Member of Legislative Council Andhra Pradesh
- In office 14 August 2014 – 29 March 2019
- Chairman: A. Chakrapani; N. M. D. Farooq;
- Leader of the House: N. Chandrababu Naidu
- Preceded by: Kolagatla Veerabhadra Swamy
- Constituency: Elected by MLAs

Personal details
- Born: 15 June 1957 (age 69) Nellore, Andhra Pradesh, India
- Spouse: Ponguru Ramadevi
- Children: Daughters; Sindhuri, Sharani, and son; Nishith (Late)

= Ponguru Narayana =

Indian educationist and politician (born 1957)

Ponguru Narayana (born 15 June 1957) is an Indian educationist turned politician in the state of Andhra Pradesh, India.
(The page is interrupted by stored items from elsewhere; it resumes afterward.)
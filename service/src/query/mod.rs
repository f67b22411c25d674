//! [`Query`] definition.

pub mod cluster;
pub mod compare;
pub mod competition;
pub mod density;
pub mod listing;
pub mod places;
pub mod recommend;
pub mod simulate;

use common::operations::{By, Select};
use tracerr::Traced;

use crate::{infra::Database, Service};

pub use self::{
    compare::Compare, competition::Competition, density::Density,
    places::SearchPlaces, recommend::Recommend, simulate::Simulate,
};

/// [`Query`] of the [`Service`].
pub use common::Handler as Query;

/// [`Query`] [`Select`]ing a `T`ype from a [`Database`].
#[derive(Clone, Copy, Debug)]
#[expect(clippy::module_name_repetitions, reason = "more readable")]
pub struct DatabaseQuery<T>(T);

impl<W, B> DatabaseQuery<By<W, B>> {
    /// Creates a new [`DatabaseQuery`] selecting a `W` by the provided `B`.
    #[must_use]
    pub fn by(by: B) -> Self {
        Self(By::new(by))
    }
}

impl<Db, Pl, Gc, W, B, E> Query<DatabaseQuery<By<W, B>>>
    for Service<Db, Pl, Gc>
where
    Db: Database<Select<By<W, B>>, Ok = W, Err = Traced<E>>,
{
    type Ok = W;
    type Err = Traced<E>;

    async fn execute(
        &self,
        DatabaseQuery(by): DatabaseQuery<By<W, B>>,
    ) -> Result<Self::Ok, Self::Err> {
        self.database()
            .execute(Select(by))
            .await
            .map_err(tracerr::wrap!())
    }
}

#[cfg(test)]
pub(crate) mod spec {
    //! Fakes shared by [`Query`] tests.

    use std::sync::Mutex;

    use common::operations::{By, Search, Select};
    use tracerr::Traced;

    use crate::{
        domain::{
            geo::{Coordinate, Geocoded},
            listing::Address,
            place::{self, Page, Place, Target},
            Listing,
        },
        infra::{Database, Geocoder, Memory, Places},
        Config, Service,
    };

    /// [`Places`] provider answering from a script, recording every
    /// [`Target`] it was asked for.
    ///
    /// Unscripted [`Target`]s resolve into an empty [`Page`].
    #[derive(Debug, Default)]
    pub(crate) struct Scripted {
        pub(crate) pages: Vec<(Target, Result<Page, &'static str>)>,
        pub(crate) asked: Mutex<Vec<Target>>,
    }

    impl Scripted {
        /// Scripts the provided [`Target`] to find `total` places.
        pub(crate) fn with(mut self, target: Target, total: u32) -> Self {
            self.pages.push((target, Ok(page(total))));
            self
        }

        /// Scripts the provided [`Target`] to fail.
        pub(crate) fn failing(mut self, target: Target) -> Self {
            self.pages.push((target, Err("provider unreachable")));
            self
        }

        /// Returns all the [`Target`]s asked so far.
        pub(crate) fn asked(&self) -> Vec<Target> {
            self.asked.lock().unwrap().clone()
        }
    }

    impl Places<Search<By<Page, place::Request>>> for Scripted {
        type Ok = Page;
        type Err = &'static str;

        async fn execute(
            &self,
            Search(by): Search<By<Page, place::Request>>,
        ) -> Result<Self::Ok, Self::Err> {
            let target = by.into_inner().target;
            self.asked.lock().unwrap().push(target.clone());
            self.pages
                .iter()
                .find(|(t, _)| *t == target)
                .map_or_else(|| Ok(Page::empty()), |(_, p)| p.clone())
        }
    }

    /// [`Places`] provider failing every search.
    #[derive(Clone, Copy, Debug)]
    pub(crate) struct Unreachable;

    impl Places<Search<By<Page, place::Request>>> for Unreachable {
        type Ok = Page;
        type Err = &'static str;

        async fn execute(
            &self,
            _: Search<By<Page, place::Request>>,
        ) -> Result<Self::Ok, Self::Err> {
            Err("missing credential")
        }
    }

    /// [`Geocoder`] never finding anything.
    #[derive(Clone, Copy, Debug)]
    pub(crate) struct Nowhere;

    impl Geocoder<Select<By<Option<Geocoded>, Address>>> for Nowhere {
        type Ok = Option<Geocoded>;
        type Err = &'static str;

        async fn execute(
            &self,
            _: Select<By<Option<Geocoded>, Address>>,
        ) -> Result<Self::Ok, Self::Err> {
            Ok(None)
        }
    }

    /// [`Database`] failing every query.
    #[derive(Clone, Copy, Debug)]
    pub(crate) struct Broken;

    impl<B> Database<Select<By<Vec<Listing>, B>>> for Broken {
        type Ok = Vec<Listing>;
        type Err = Traced<&'static str>;

        async fn execute(
            &self,
            _: Select<By<Vec<Listing>, B>>,
        ) -> Result<Self::Ok, Self::Err> {
            Err(tracerr::new!("storage is unavailable"))
        }
    }

    /// Creates a distance-sorted [`Page`] with `total` places.
    pub(crate) fn page(total: u32) -> Page {
        Page {
            total,
            items: (0..total.min(15))
                .map(|i| Place {
                    name: format!("place {i}"),
                    category_name: "음식점".into(),
                    coordinate: Coordinate::new(36.78, 126.45).unwrap(),
                    distance: Some(i * 20),
                })
                .collect(),
        }
    }

    /// Creates a [`Service`] over a [`Broken`] [`Database`] and the provided
    /// [`Places`].
    pub(crate) fn broken<Pl>(places: Pl) -> Service<Broken, Pl, Nowhere> {
        Service::new(Config::default(), Broken, places, Nowhere)
    }

    /// Creates a [`Service`] over the provided [`Listing`]s and [`Places`].
    pub(crate) fn service<Pl>(
        listings: impl IntoIterator<Item = Listing>,
        places: Pl,
    ) -> Service<Memory, Pl, Nowhere> {
        Service::new(Config::default(), Memory::new(listings), places, Nowhere)
    }
}
//! Domain definitions.

pub mod drill_down;
pub mod geo;
pub mod heuristic;
pub mod listing;
pub mod place;
pub mod profile;
pub mod region;
pub mod signal;

pub use self::{
    drill_down::DrillDown, heuristic::RegionHeuristics, listing::Listing,
    place::Place, profile::Profile, region::Region,
};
He was elected to the Andhra Pradesh Legislative Council under Telugu Desam Party, in 2014 and served as the Minister for Municipal administration and Urban development & Urban Housing.. He established the Narayana Group of Educational Institutions.

== Early life and education ==
Narayana was born on 15 June 1957, into a Telugu-speaking family in Harnathapuram, Nellore district, Andhra Pradesh, India. His parents were Ponguru Subbaramayya and Subamma, and he belonged to the Kapu community. Dr Narayana studied B.A. in mathematics and statistics from V. R. College at Nellore in 1977 and subsequently earned his MSc. (1979) and PhD (2002) in statistics from Sri Venkateswara University and worked as a senior lecturer. He is married to Ramadevi with whom he has three children.